An engrossing and vivid account of a remarkable woman, undeservedly forgotten, who is rightly 'recovered' for us in this fine biography, which is richly detailed, elegantly written and meticulously researched.
Baroness Patricia Hollis
This immensely readable biography combines the personal story of an outstanding public person with the intellectual story of social research in the past century. It rescues from oblivion a woman social scientist who, like so many of her generation, unstintingly devoted her life to improving social knowledge, only to be forgotten by new waves of political and intellectual fashions. Unputdownable!
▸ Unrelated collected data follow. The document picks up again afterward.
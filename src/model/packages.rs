//! Name index for packages.
//!
//! The tracker only maps names to ids. Creating packages, including the
//! chain of containers implied by a dotted name, goes through
//! [`ItemFactory::find_or_create_package`](super::ItemFactory::find_or_create_package)
//! so that every package is built with the factory's defaults.

use rustc_hash::FxHashMap;
use smol_str::SmolStr;

use super::ids::PackageId;

#[derive(Debug, Default)]
pub struct PackageTracker {
    by_name: FxHashMap<SmolStr, PackageId>,
}

impl PackageTracker {
    pub fn get(&self, name: &str) -> Option<PackageId> {
        self.by_name.get(name).copied()
    }

    pub fn contains(&self, name: &str) -> bool {
        self.by_name.contains_key(name)
    }

    pub fn len(&self) -> usize {
        self.by_name.len()
    }

    pub fn is_empty(&self) -> bool {
        self.by_name.is_empty()
    }

    /// Names are case-sensitive; the first id tracked for a name is kept.
    pub(crate) fn insert(&mut self, name: SmolStr, id: PackageId) {
        self.by_name.entry(name).or_insert(id);
    }
}
//! Registry of the files a codebase was loaded from.

use std::sync::Arc;

use indexmap::IndexSet;

use crate::base::{FileId, FileLocation};

/// The set of all input files contributing items to a codebase.
///
/// Loaders register a path once and stamp the returned [`FileId`] on every
/// [`FileLocation`] they create; the model only resolves ids back to paths
/// when rendering messages.
#[derive(Clone, Debug, Default, PartialEq, Eq)]
pub struct SourceRoot {
    files: IndexSet<Arc<str>>,
}

impl SourceRoot {
    /// Create a new empty source root.
    pub fn new() -> Self {
        Self::default()
    }

    /// Register a path, returning its id. Registering the same path twice
    /// returns the first id.
    pub fn add(&mut self, path: impl Into<Arc<str>>) -> FileId {
        let (index, _) = self.files.insert_full(path.into());
        FileId::new(index as u32)
    }

    /// Get the path for a file.
    pub fn path(&self, file: FileId) -> Option<&str> {
        self.files.get_index(file.index()).map(|s| s.as_ref())
    }

    /// Render a location as `path:line`, `path`, or `<unknown>`.
    pub fn display(&self, location: &FileLocation) -> String {
        let path = match location.file {
            Some(file) => self
                .path(file)
                .map(str::to_string)
                .unwrap_or_else(|| file.to_string()),
            None => return "<unknown>".to_string(),
        };
        match location.line {
            Some(line) => format!("{}:{}", path, line.line_one_indexed()),
            None => path,
        }
    }

    /// Iterate over all files.
    pub fn iter(&self) -> impl Iterator<Item = (FileId, &str)> + '_ {
        self.files
            .iter()
            .enumerate()
            .map(|(index, path)| (FileId::new(index as u32), path.as_ref()))
    }

    /// Get the number of files.
    pub fn len(&self) -> usize {
        self.files.len()
    }

    /// Check if the source root is empty.
    pub fn is_empty(&self) -> bool {
        self.files.is_empty()
    }
}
E. Stina Lyon, professor emeritus of sociology, London South Bank University
Barbara Wootton's life of public engagement was remarkable . . . Ann Oakley describes how [her] conviction that the economic and the social must be integrated led Wootton towards sociology . . . . Oakley shows too how Wootton pierced through received views of propriety with a resolute sense of personal justice.
Sheila Rowbotham, Times Higher Education
What makes this biography an important contribution to sociology is not only the impressive detail of its scholarly as well as humanistic and ethical approach to personal evidence, but also its careful attention to methodological issues inherent in ‘doing a life’ with its many ‘fateful moments’ shaped by a combination of personal drive and social and political constellations. The critical attention it pays to Wootton’s many publications and research reports makes this biography a contribution to the history of ideas as well as to a history of the development of social research in political practice . . . engrossingly written and highly moving.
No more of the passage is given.